## EXERCISE PROMPT
All lines from the one containing "use once_cell::sync::Lazy;" to the end of the material are to be given again exactly; leave out every line before it.
··· SUPPLIED ENTRIES
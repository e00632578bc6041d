//! LENGTH CONSTRAINTS group: word and sentence counts

use once_cell::sync::Lazy;
use regex::Regex;
use serde::Deserialize;

use super::comparison::Comparison;
use super::format_checker::{plural, FormatChecker};
use super::kind::CheckerKind;
use super::sentence::extract_sentences;

static WORD: Lazy<Regex> = Lazy::new(|| Regex::new(r"\w+").unwrap());

pub(crate) fn warm_up() {
    Lazy::force(&WORD);
}

#[derive(Debug, Clone, Deserialize)]
#[serde(deny_unknown_fields)]
pub struct WordCountChecker {
    #[serde(rename = "N", alias = "count")]
    pub n: usize,
    #[serde(default)]
    pub comparison_option: Comparison,
}

impl FormatChecker for WordCountChecker {
    fn kind(&self) -> CheckerKind {
        CheckerKind::WordCount
    }

    fn check(&self, value: &str) -> bool {
        let count = WORD.find_iter(value).count();
        self.comparison_option.compare(count, self.n)
    }

    fn description(&self) -> String {
        format!(
            "The argument value must contain {} {} word{}.",
            self.comparison_option,
            self.n,
            plural(self.n)
        )
    }
}

#[derive(Debug, Clone, Deserialize)]
#[serde(deny_unknown_fields)]
pub struct SentenceCountChecker {
    #[serde(rename = "N", alias = "count")]
    pub n: usize,
    #[serde(default)]
    pub comparison_option: Comparison,
}

impl FormatChecker for SentenceCountChecker {
    fn kind(&self) -> CheckerKind {
        CheckerKind::SentenceCount
    }

    fn check(&self, value: &str) -> bool {
        let count = extract_sentences(value).len();
        self.comparison_option.compare(count, self.n)
    }

    fn description(&self) -> String {
        let tail = if self.n == 1 {
            "."
        } else {
            "s. Each sentence should be properly punctuated."
        };

        format!(
            "The argument value must have {} {} sentence{}",
            self.comparison_option, self.n, tail
        )
    }
}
······
## SOLUTION TO THE EXERCISE
use once_cell::sync::Lazy;
use regex::Regex;
use serde::Deserialize;

use super::comparison::Comparison;
use super::format_checker::{plural, FormatChecker};
use super::kind::CheckerKind;
use super::sentence::extract_sentences;

static WORD: Lazy<Regex> = Lazy::new(|| Regex::new(r"\w+").unwrap());

pub(crate) fn warm_up() {
    Lazy::force(&WORD);
}

#[derive(Debug, Clone, Deserialize)]
#[serde(deny_unknown_fields)]
pub struct WordCountChecker {
    #[serde(rename = "N", alias = "count")]
    pub n: usize,
    #[serde(default)]
    pub comparison_option: Comparison,
}

impl FormatChecker for WordCountChecker {
    fn kind(&self) -> CheckerKind {
        CheckerKind::WordCount
    }

    fn check(&self, value: &str) -> bool {
        let count = WORD.find_iter(value).count();
        self.comparison_option.compare(count, self.n)
    }

    fn description(&self) -> String {
        format!(
            "The argument value must contain {} {} word{}.",
            self.comparison_option,
            self.n,
            plural(self.n)
        )
    }
}

#[derive(Debug, Clone, Deserialize)]
#[serde(deny_unknown_fields)]
pub struct SentenceCountChecker {
    #[serde(rename = "N", alias = "count")]
    pub n: usize,
    #[serde(default)]
    pub comparison_option: Comparison,
}

impl FormatChecker for SentenceCountChecker {
    fn kind(&self) -> CheckerKind {
        CheckerKind::SentenceCount
    }

    fn check(&self, value: &str) -> bool {
        let count = extract_sentences(value).len();
        self.comparison_option.compare(count, self.n)
    }

    fn description(&self) -> String {
        let tail = if self.n == 1 {
            "."
        } else {
            "s. Each sentence should be properly punctuated."
        };

        format!(
            "The argument value must have {} {} sentence{}",
            self.comparison_option, self.n, tail
        )
    }
}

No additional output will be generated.